A potential mechanism of sterol transport from the ER to mitochondria was recently revealed by the identification Ltc1/Lam6, a transmembrane ER protein localized to both ER-mitochondria and ER-vacuole contacts sites (Elbaz-Alon et al., 2015; Gatta et al., 2015; Murley et al., 2015) (Figure 1). Ltc1 also likely functions as a physical tether at mitochondria and vacuoles through its interactions with the mitochondrial protein import receptors, Tom71/70 or the membrane anchored vacuolar protein Vac8, respectively. Ltc1/Lam6 specifically catalyzes the transfer of sterol lipids between membranes via a VASt/StART-like domain (Murley et al., 2015). This domain is predicted to form a lipid-binding cavity similar in structure to the StART domains in lipid transport proteins such as CERT, which mediates transport of ceramides from the ER to the Golgi. Thus, similar to ERMES, Ltc1 potentially has the ability to create organelle contacts via its lipid transporting mechanism.

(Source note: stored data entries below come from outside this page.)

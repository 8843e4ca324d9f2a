use super::authenticated_client;
use crate::{config::Config, models::trade::Trade};
use anyhow::{Context, Result};
use serde::Serialize;
use std::{fs::File, io::Write, path::Path};

#[derive(Debug, Serialize)]
struct ExportRow<'a> {
    id: &'a str,
    trade_date: String,
    pair: &'a str,
    direction: String,
    lot_size: f64,
    entry_price: f64,
    exit_price: Option<f64>,
    stop_loss: Option<f64>,
    take_profit: Option<f64>,
    profit_loss: Option<f64>,
    status: String,
    emotion: Option<&'static str>,
    notes: Option<&'a str>,
}

impl<'a> From<&'a Trade> for ExportRow<'a> {
    fn from(trade: &'a Trade) -> Self {
        ExportRow {
            id: trade.id.as_ref().map(|id| id.0.as_str()).unwrap_or(""),
            trade_date: trade.trade_date.to_rfc3339(),
            pair: &trade.pair,
            direction: trade.trade_type.to_string(),
            lot_size: trade.lot_size,
            entry_price: trade.entry_price,
            exit_price: trade.exit_price,
            stop_loss: trade.stop_loss,
            take_profit: trade.take_profit,
            profit_loss: trade.profit_loss,
            status: trade.status.to_string(),
            emotion: trade.emotion.map(|e| e.as_str()),
            notes: trade.notes.as_deref(),
        }
    }
}

pub async fn run(config: &Config, output: &Path) -> Result<()> {
    let trades = authenticated_client(config)?.get_trades().await?;

    let file = File::create(output)
        .with_context(|| format!("Could not create {}", output.display()))?;
    write_trades(file, &trades)?;

    tracing::info!(path = %output.display(), trades = trades.len(), "Exported trades");
    println!("Exported {} trades to {}.", trades.len(), output.display());

    Ok(())
}

pub fn write_trades<W: Write>(writer: W, trades: &[Trade]) -> Result<()> {
    let mut wtr = csv::Writer::from_writer(writer);

    for trade in trades {
        wtr.serialize(ExportRow::from(trade))?;
    }

    wtr.flush()?;

    Ok(())
}
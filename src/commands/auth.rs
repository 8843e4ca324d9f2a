use crate::{
    api::journal_client::JournalClient,
    config::Config,
    models::{
        auth::{ForgotPasswordPayload, LoginPayload, RegisterPayload, ResetPasswordPayload},
        session::Session,
    },
};
use anyhow::Result;

pub async fn login(config: &Config, email: &str, password: &str) -> Result<()> {
    let payload = LoginPayload::new(email, password)?;
    let token = JournalClient::new(config)?.login(&payload).await?;

    let mut session = Session::load(&config.session_file)?;
    session.store(token)?;

    tracing::info!(email = %payload.email, "Logged in");
    println!("Welcome back. Signed in as {}.", payload.email);

    Ok(())
}

pub async fn register(config: &Config, name: &str, email: &str, password: &str) -> Result<()> {
    let payload = RegisterPayload::new(name, email, password)?;
    let token = JournalClient::new(config)?.register(&payload).await?;

    let mut session = Session::load(&config.session_file)?;
    session.store(token)?;

    tracing::info!(email = %payload.email, "Account created");
    println!("Account created. Signed in as {}.", payload.email);

    Ok(())
}

pub fn logout(config: &Config) -> Result<()> {
    let mut session = Session::load(&config.session_file)?;

    if !session.is_authenticated() {
        println!("Not logged in.");
        return Ok(());
    }

    session.clear()?;
    println!("Logged out.");

    Ok(())
}

pub async fn forgot_password(config: &Config, email: &str) -> Result<()> {
    let payload = ForgotPasswordPayload::new(email)?;
    let msg = JournalClient::new(config)?
        .forgot_password(&payload)
        .await?;

    println!(
        "{}",
        msg.unwrap_or_else(|| format!("Verification code sent to {}.", payload.email))
    );

    Ok(())
}

pub async fn reset_password(
    config: &Config,
    email: &str,
    code: &str,
    new_password: &str,
    confirm_password: &str,
) -> Result<()> {
    let payload = ResetPasswordPayload::new(email, code, new_password, confirm_password)?;
    let msg = JournalClient::new(config)?.reset_password(&payload).await?;

    println!(
        "{}",
        msg.unwrap_or_else(|| "Password reset. You can now sign in.".to_string())
    );

    Ok(())
}
//! One entry point per CLI subcommand.
//!
//! Reports go to stdout; diagnostics go through `tracing`.

pub mod analytics;
pub mod auth;
pub mod dashboard;
pub mod export;
pub mod trades;

use crate::{api::journal_client::JournalClient, config::Config, models::session::Session};
use anyhow::{anyhow, Result};

/// Client carrying the stored session token, or an error asking the user
/// to log in first.
pub(crate) fn authenticated_client(config: &Config) -> Result<JournalClient> {
    let session = Session::load(&config.session_file)?;

    let token = session
        .token()
        .ok_or(anyhow!("Not logged in. Run `trade-journal login` first."))?;

    Ok(JournalClient::new(config)?.with_token(Some(token)))
}
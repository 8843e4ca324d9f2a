use super::authenticated_client;
use crate::{
    analytics::risk_reward::RiskReward,
    config::Config,
    models::{trade::{Trade, TradeId}, trade_form::TradeForm},
};
use anyhow::{anyhow, Result};

pub async fn list(config: &Config) -> Result<()> {
    let trades = authenticated_client(config)?.get_trades().await?;

    println!("{}", render_trade_list(&trades));

    Ok(())
}

pub async fn new_trade(config: &Config, form: &TradeForm) -> Result<()> {
    let payload = form.parse()?;

    if let Some(rr) = RiskReward::from_prices(
        Some(payload.entry_price),
        payload.stop_loss,
        payload.take_profit,
    ) {
        println!(
            "Risk {:.1} pips, reward {:.1} pips, R:R {}",
            rr.risk_pips(),
            rr.reward_pips(),
            rr
        );
    }

    authenticated_client(config)?.create_trade(&payload).await?;
    println!(
        "Saved {} {} {} @ {}.",
        payload.trade_type, payload.lot_size, payload.pair, payload.entry_price
    );

    Ok(())
}

pub async fn close_trade(config: &Config, id: &str, exit_price: f64) -> Result<()> {
    if !exit_price.is_finite() || exit_price <= 0.0 {
        return Err(anyhow!("Exit price must be a positive number, got {}.", exit_price));
    }

    let id = TradeId::from(id);
    authenticated_client(config)?
        .close_trade(&id, exit_price)
        .await?;

    println!("Closed trade {} at {}.", id, exit_price);

    Ok(())
}

pub fn render_trade_list(trades: &[Trade]) -> String {
    if trades.is_empty() {
        return "No trades yet. Create your first trade with `trade-journal new-trade`."
            .to_string();
    }

    trades
        .iter()
        .map(|t| t.to_string())
        .collect::<Vec<_>>()
        .join("\n")
}
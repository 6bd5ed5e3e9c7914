use axum::extract::rejection::{JsonRejection, PathRejection, QueryRejection};
use axum::response::{IntoResponse, Response};
use http::StatusCode;
use serde::{Deserialize, Serialize};

use crate::domain::error::TodoError;
use crate::domain::todo::{CreateTodo, UpdateTodo};

#[derive(Debug, Deserialize)]
#[serde(rename_all = "camelCase", deny_unknown_fields)]
pub struct CreateTodoBody {
    pub title: Option<String>,
    pub is_completed: Option<bool>,
}

impl From<CreateTodoBody> for CreateTodo {
    fn from(body: CreateTodoBody) -> Self { Self { title: body.title, is_completed: body.is_completed } }
}

#[derive(Debug, Deserialize)]
#[serde(rename_all = "camelCase", deny_unknown_fields)]
pub struct UpdateTodoBody {
    pub title: Option<String>,
    pub is_completed: Option<bool>,
}

impl From<UpdateTodoBody> for UpdateTodo {
    fn from(body: UpdateTodoBody) -> Self { Self { title: body.title, is_completed: body.is_completed } }
}

/// Error envelope: `{"statusCode": 404, "message": "...", "error": "Not Found"}`.
#[derive(Debug, Serialize, Deserialize, PartialEq, Eq)]
#[serde(rename_all = "camelCase")]
pub struct ErrorBody {
    pub status_code: u16,
    pub message: String,
    pub error: String,
}

#[derive(Debug)]
pub struct ApiError {
    pub status: StatusCode,
    pub message: String,
}

impl ApiError {
    pub fn bad_request(message: impl Into<String>) -> Self {
        Self { status: StatusCode::BAD_REQUEST, message: message.into() }
    }
}

impl From<TodoError> for ApiError {
    fn from(err: TodoError) -> Self {
        match err {
            TodoError::Validation(_) | TodoError::InvalidArgument(_) => Self::bad_request(err.to_string()),
            TodoError::NotFound(_) => Self { status: StatusCode::NOT_FOUND, message: err.to_string() },
            TodoError::Backend(source) => {
                tracing::error!(error = ?source, "repository failure");
                Self { status: StatusCode::INTERNAL_SERVER_ERROR, message: "Internal server error".into() }
            }
        }
    }
}

impl From<JsonRejection> for ApiError {
    fn from(rejection: JsonRejection) -> Self { Self::bad_request(rejection.body_text()) }
}

impl From<QueryRejection> for ApiError {
    fn from(rejection: QueryRejection) -> Self { Self::bad_request(rejection.body_text()) }
}

impl From<PathRejection> for ApiError {
    fn from(rejection: PathRejection) -> Self { Self::bad_request(rejection.body_text()) }
}

impl IntoResponse for ApiError {
    fn into_response(self) -> Response {
        if self.status.is_client_error() {
            tracing::debug!(status = %self.status, message = %self.message, "rejected request");
        }
        let body = ErrorBody {
            status_code: self.status.as_u16(),
            error: self.status.canonical_reason().unwrap_or("Error").to_string(),
            message: self.message,
        };
        (self.status, axum::Json(body)).into_response()
    }
}
pub mod application;
pub mod config;
pub mod domain;
pub mod http;
pub mod infrastructure;
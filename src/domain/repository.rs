use async_trait::async_trait;
use super::todo::{NewTodo, Todo, TodoId};

/// Storage collaborator. Owns durability and whatever locking concurrent
/// callers need; callers get a consistent view per single call.
#[async_trait]
pub trait TodoRepository: Send + Sync + 'static {
    async fn init(&self) -> anyhow::Result<()>;
    /// Stores the record under a freshly assigned id and returns it.
    async fn insert(&self, record: NewTodo) -> anyhow::Result<Todo>;
    async fn get(&self, id: TodoId) -> anyhow::Result<Option<Todo>>;
    /// Every live record, in no particular order.
    async fn list_all(&self) -> anyhow::Result<Vec<Todo>>;
    async fn replace(&self, id: TodoId, record: Todo) -> anyhow::Result<()>;
    async fn remove(&self, id: TodoId) -> anyhow::Result<()>;
}
use std::collections::BTreeMap;
use std::sync::Arc;

use anyhow::{bail, Result};
use async_trait::async_trait;
use chrono::Utc;
use tokio::sync::RwLock;

use crate::domain::{
    repository::TodoRepository,
    todo::{NewTodo, Todo, TodoId},
};

#[derive(Debug)]
struct Store {
    items: BTreeMap<TodoId, Todo>,
    next_id: i64,
}

/// In-process repository. Clones share the same store.
#[derive(Clone)]
pub struct InMemoryTodoRepository {
    store: Arc<RwLock<Store>>,
}

impl Default for InMemoryTodoRepository {
    fn default() -> Self {
        Self { store: Arc::new(RwLock::new(Store { items: BTreeMap::new(), next_id: 1 })) }
    }
}

impl InMemoryTodoRepository {
    pub fn new() -> Self { Self::default() }

    /// Starts with one incomplete todo per title, ids assigned in order.
    pub fn seeded<I, S>(titles: I) -> Self
    where
        I: IntoIterator<Item = S>,
        S: Into<String>,
    {
        let now = Utc::now();
        let mut store = Store { items: BTreeMap::new(), next_id: 1 };
        for title in titles {
            let id = TodoId(store.next_id);
            store.next_id += 1;
            let todo = NewTodo { title: title.into(), is_completed: false, created_at: now, updated_at: now }.with_id(id);
            store.items.insert(id, todo);
        }
        Self { store: Arc::new(RwLock::new(store)) }
    }
}

#[async_trait]
impl TodoRepository for InMemoryTodoRepository {
    async fn init(&self) -> Result<()> { Ok(()) }

    async fn insert(&self, record: NewTodo) -> Result<Todo> {
        let mut store = self.store.write().await;
        let id = TodoId(store.next_id);
        store.next_id += 1;
        let todo = record.with_id(id);
        store.items.insert(id, todo.clone());
        Ok(todo)
    }

    async fn get(&self, id: TodoId) -> Result<Option<Todo>> {
        Ok(self.store.read().await.items.get(&id).cloned())
    }

    async fn list_all(&self) -> Result<Vec<Todo>> {
        Ok(self.store.read().await.items.values().cloned().collect())
    }

    async fn replace(&self, id: TodoId, record: Todo) -> Result<()> {
        let mut store = self.store.write().await;
        match store.items.get_mut(&id) {
            Some(slot) => *slot = record,
            None => bail!("no todo stored under id {id}"),
        }
        Ok(())
    }

    async fn remove(&self, id: TodoId) -> Result<()> {
        let mut store = self.store.write().await;
        if store.items.remove(&id).is_none() {
            bail!("no todo stored under id {id}");
        }
        Ok(())
    }
}
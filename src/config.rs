use std::net::SocketAddr;

use anyhow::{Context, Result};

pub const DEFAULT_DATABASE_URL: &str = "sqlite://todos.db";

#[derive(Debug, Clone, PartialEq, Eq)]
pub enum Backend {
    Memory { seed: Vec<String> },
    Sqlite { url: String },
}

#[derive(Debug, Clone, PartialEq, Eq)]
pub struct AppConfig {
    pub addr: SocketAddr,
    pub backend: Backend,
}

impl AppConfig {
    pub fn from_env() -> Result<Self> { Self::from_lookup(|key| std::env::var(key).ok()) }

    /// `DATABASE_URL=memory` picks the in-process store (optionally seeded from
    /// the comma separated `SEED_TODOS`), anything else is handed to SQLite.
    pub fn from_lookup(lookup: impl Fn(&str) -> Option<String>) -> Result<Self> {
        let host = lookup("HOST").unwrap_or_else(|| "127.0.0.1".to_string());
        let port: u16 = match lookup("PORT") {
            Some(port) => port.parse::<u16>().with_context(|| format!("PORT must be a port number, got {port:?}"))?,
            None => 3000,
        };
        let addr = format!("{host}:{port}")
            .parse::<SocketAddr>()
            .with_context(|| format!("HOST must be an IP address, got {host:?}"))?;

        let database_url = lookup("DATABASE_URL").unwrap_or_else(|| DEFAULT_DATABASE_URL.to_string());
        let backend = if database_url == "memory" {
            let seed: Vec<String> = lookup("SEED_TODOS")
                .map(|titles| titles.split(',').map(str::trim).filter(|t| !t.is_empty()).map(String::from).collect())
                .unwrap_or_default();
            Backend::Memory { seed }
        } else {
            Backend::Sqlite { url: database_url }
        };
        Ok(Self { addr, backend })
    }
}
pub mod memory_repo;
pub mod sqlite_repo;
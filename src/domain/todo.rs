use std::fmt;

use chrono::{DateTime, Duration, Utc};
use serde::{Deserialize, Serialize};

use super::error::TodoError;

pub const TITLE_MIN_LEN: usize = 3;

#[derive(Debug, Clone, Copy, Serialize, Deserialize, PartialEq, Eq, PartialOrd, Ord, Hash)]
#[serde(transparent)]
pub struct TodoId(pub i64);

impl TodoId {
    /// Ids are assigned from 1 upwards, so anything else can never match a record.
    pub fn ensure_valid(self) -> Result<Self, TodoError> {
        if self.0 <= 0 {
            return Err(TodoError::InvalidArgument("ID must be a positive number".into()));
        }
        Ok(self)
    }
}

impl fmt::Display for TodoId {
    fn fmt(&self, f: &mut fmt::Formatter<'_>) -> fmt::Result { write!(f, "{}", self.0) }
}

#[derive(Debug, Clone, Serialize, Deserialize, PartialEq, Eq)]
#[serde(rename_all = "camelCase")]
pub struct Todo {
    pub id: TodoId,
    pub title: String,
    pub is_completed: bool,
    pub created_at: DateTime<Utc>,
    pub updated_at: DateTime<Utc>,
}

/// A record that has not been given an id yet. The repository assigns one on insert.
#[derive(Debug, Clone, PartialEq, Eq)]
pub struct NewTodo {
    pub title: String,
    pub is_completed: bool,
    pub created_at: DateTime<Utc>,
    pub updated_at: DateTime<Utc>,
}

impl NewTodo {
    pub fn with_id(self, id: TodoId) -> Todo {
        Todo {
            id,
            title: self.title,
            is_completed: self.is_completed,
            created_at: self.created_at,
            updated_at: self.updated_at,
        }
    }
}

#[derive(Debug, Clone, Default, PartialEq, Eq)]
pub struct CreateTodo {
    pub title: Option<String>,
    pub is_completed: Option<bool>,
}

impl CreateTodo {
    pub fn new(title: impl Into<String>) -> Self {
        Self { title: Some(title.into()), is_completed: None }
    }

    pub fn completed(mut self, is_completed: bool) -> Self {
        self.is_completed = Some(is_completed);
        self
    }

    /// Validates the input and stamps both timestamps with `now`.
    pub fn into_new_todo(self, now: DateTime<Utc>) -> Result<NewTodo, TodoError> {
        let title = self
            .title
            .ok_or_else(|| TodoError::Validation("title should not be empty".into()))?;
        validate_title(&title)?;
        Ok(NewTodo {
            title,
            is_completed: self.is_completed.unwrap_or(false),
            created_at: now,
            updated_at: now,
        })
    }
}

/// Sparse set of field overrides for a partial update.
#[derive(Debug, Clone, Default, PartialEq, Eq)]
pub struct UpdateTodo {
    pub title: Option<String>,
    pub is_completed: Option<bool>,
}

impl UpdateTodo {
    pub fn validate(&self) -> Result<(), TodoError> {
        match &self.title {
            Some(title) => validate_title(title),
            None => Ok(()),
        }
    }
}

pub fn validate_title(title: &str) -> Result<(), TodoError> {
    if title.is_empty() {
        return Err(TodoError::Validation("title should not be empty".into()));
    }
    if title.chars().count() < TITLE_MIN_LEN {
        return Err(TodoError::Validation(format!(
            "title must be longer than or equal to {TITLE_MIN_LEN} characters"
        )));
    }
    Ok(())
}

/// Applies only the fields present in `patch` and stamps a fresh `updated_at`.
///
/// `updated_at` always moves forward: when `now` is not past the prior stamp
/// (coarse clock, skew) the prior stamp plus one microsecond is used instead.
pub fn merge(existing: Todo, patch: UpdateTodo, now: DateTime<Utc>) -> Todo {
    let floor = existing.updated_at + Duration::microseconds(1);
    Todo {
        id: existing.id,
        title: patch.title.unwrap_or(existing.title),
        is_completed: patch.is_completed.unwrap_or(existing.is_completed),
        created_at: existing.created_at,
        updated_at: if now >= floor { now } else { floor },
    }
}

Mitochondrial membrane contacts: a mode of communication for cellular homeostasis

In light of the compelling biochemical evidence indicating a role of ERMES in phospholipids transport from the ER to mitochondria, it was puzzling why functional data supporting ERMES-mediated phospholipid transport from the ER to mitochondria has been less convincing with several groups reporting relatively mild or no defects in ER-mitochondria lipid exchange and/or in mitochondrial lipid homeostasis in cells lacking ERMES function. The basis of this apparent discrepancy is suggested by recent studies, which have found that multiple pathways can potentially sense and bypass ERMES and thus obscure its function(s) (Elbaz-Alon et al., 2014; Honscher et al., 2014; Lang et al., 2015; Tan et al., 2013). Analysis of the features of these alternative pathways suggests that they bypass ERMES by altering lipid homeostasis, consistent with lipid transport as a primary function of this tethering complex. For example, overexpression of the poorly characterized mitochondrial outer and inner integral proteins Mcp1 and Mcp2, respectively, suppresses the mitochondrial lipid and morphology defects associated with deletion of ERMES complex subunits (Tan et al., 2013).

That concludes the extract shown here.